2022年10月25日 19:00
不気味な熱を感じて! 岡本太郎の生涯に迫る、過去最大規模の展覧会が開催
芸術とは生活の中にあり、金持ちやエリートのものでなく、民衆のもの、社会のものだと考える太郎は、絵画を売らない生涯を貫いた。
「今日の芸術は、うまくあってはいけない。きれいであってはならない。ここちよくあってはならない」という彼の名言通り、作品から感じられるのは不気味な熱。すべてを生命体として描いた彼の表現は、猛烈なその生き様をも伝えてくれるはずだ。
芸術家・岡本太郎の誕生
19歳の冬に家族とヨーロッパに渡った太郎は、ピカソの作品に衝撃を受け、前衛芸術家や思想家たちと深く交わり、自身も最先端の芸術運動に邁進するようになる。パリ大学では民族学を学び、自身の土台となる思想を深めていった。

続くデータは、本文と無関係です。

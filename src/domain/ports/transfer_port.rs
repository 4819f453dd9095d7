//! Ports for attachment transfer progress.

use crate::domain::context::UiContext;
use crate::domain::entities::{CacheKey, ProgressInfo};

/// Invoked on the UI thread when upload readiness changes.
pub type ReadyCallback = Box<dyn Fn(&UiContext, bool)>;

/// Source of download progress for pending attachments.
#[cfg_attr(test, mockall::automock)]
pub trait DownloadProgressPort: Send + Sync {
    /// Returns the progress of an active download, or `None` when the
    /// attachment is not being downloaded.
    fn progress(&self, attachment_id: &CacheKey) -> Option<ProgressInfo>;
}

/// Registration of an upload watcher. Dropping it unregisters the watcher.
#[must_use = "dropping the watch unregisters its callback"]
pub struct UploadWatch {
    cancel: Option<Box<dyn FnOnce()>>,
}

impl UploadWatch {
    /// Watch that runs `cancel` when dropped.
    pub fn new(cancel: impl FnOnce() + 'static) -> Self {
        Self {
            cancel: Some(Box::new(cancel)),
        }
    }

    /// Watch with nothing left to unregister.
    pub const fn detached() -> Self {
        Self { cancel: None }
    }

    /// Returns true if dropping this watch unregisters a callback.
    #[must_use]
    pub const fn is_registered(&self) -> bool {
        self.cancel.is_some()
    }
}

impl Drop for UploadWatch {
    fn drop(&mut self) {
        if let Some(cancel) = self.cancel.take() {
            cancel();
        }
    }
}

impl std::fmt::Debug for UploadWatch {
    fn fmt(&self, f: &mut std::fmt::Formatter<'_>) -> std::fmt::Result {
        f.debug_struct("UploadWatch")
            .field("registered", &self.is_registered())
            .finish()
    }
}

/// Source of upload readiness for outgoing attachments.
pub trait UploadProgressPort {
    /// Registers `on_ready_changed` for `attachment_id`.
    ///
    /// Implementations report the current readiness immediately and again on
    /// every transition, until the returned watch is dropped.
    fn watch(
        &self,
        ctx: &UiContext,
        attachment_id: &CacheKey,
        on_ready_changed: ReadyCallback,
    ) -> UploadWatch;
}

岡本太郎《傷ましき腕》1936/49年川崎市岡本太郎美術館蔵
力を入れた前衛美術芸術運動
日本美術界の変革を目指し、太郎は「夜の会」を結成。また抽象と具象など対立要素が生み出す「対極主義」を掲げ前衛運動を開始する。さらに著書『今日の芸術』がベストセラーとなり文化人としても注目される。左・岡本太郎《森の掟》1950年川崎市岡本太郎美術館蔵
右・岡本太郎《夜》1947年川崎市岡本太郎美術館蔵
魅了されてきた呪術的な世界観
前衛芸術を推す一方、日本文化にも目を向けた太郎。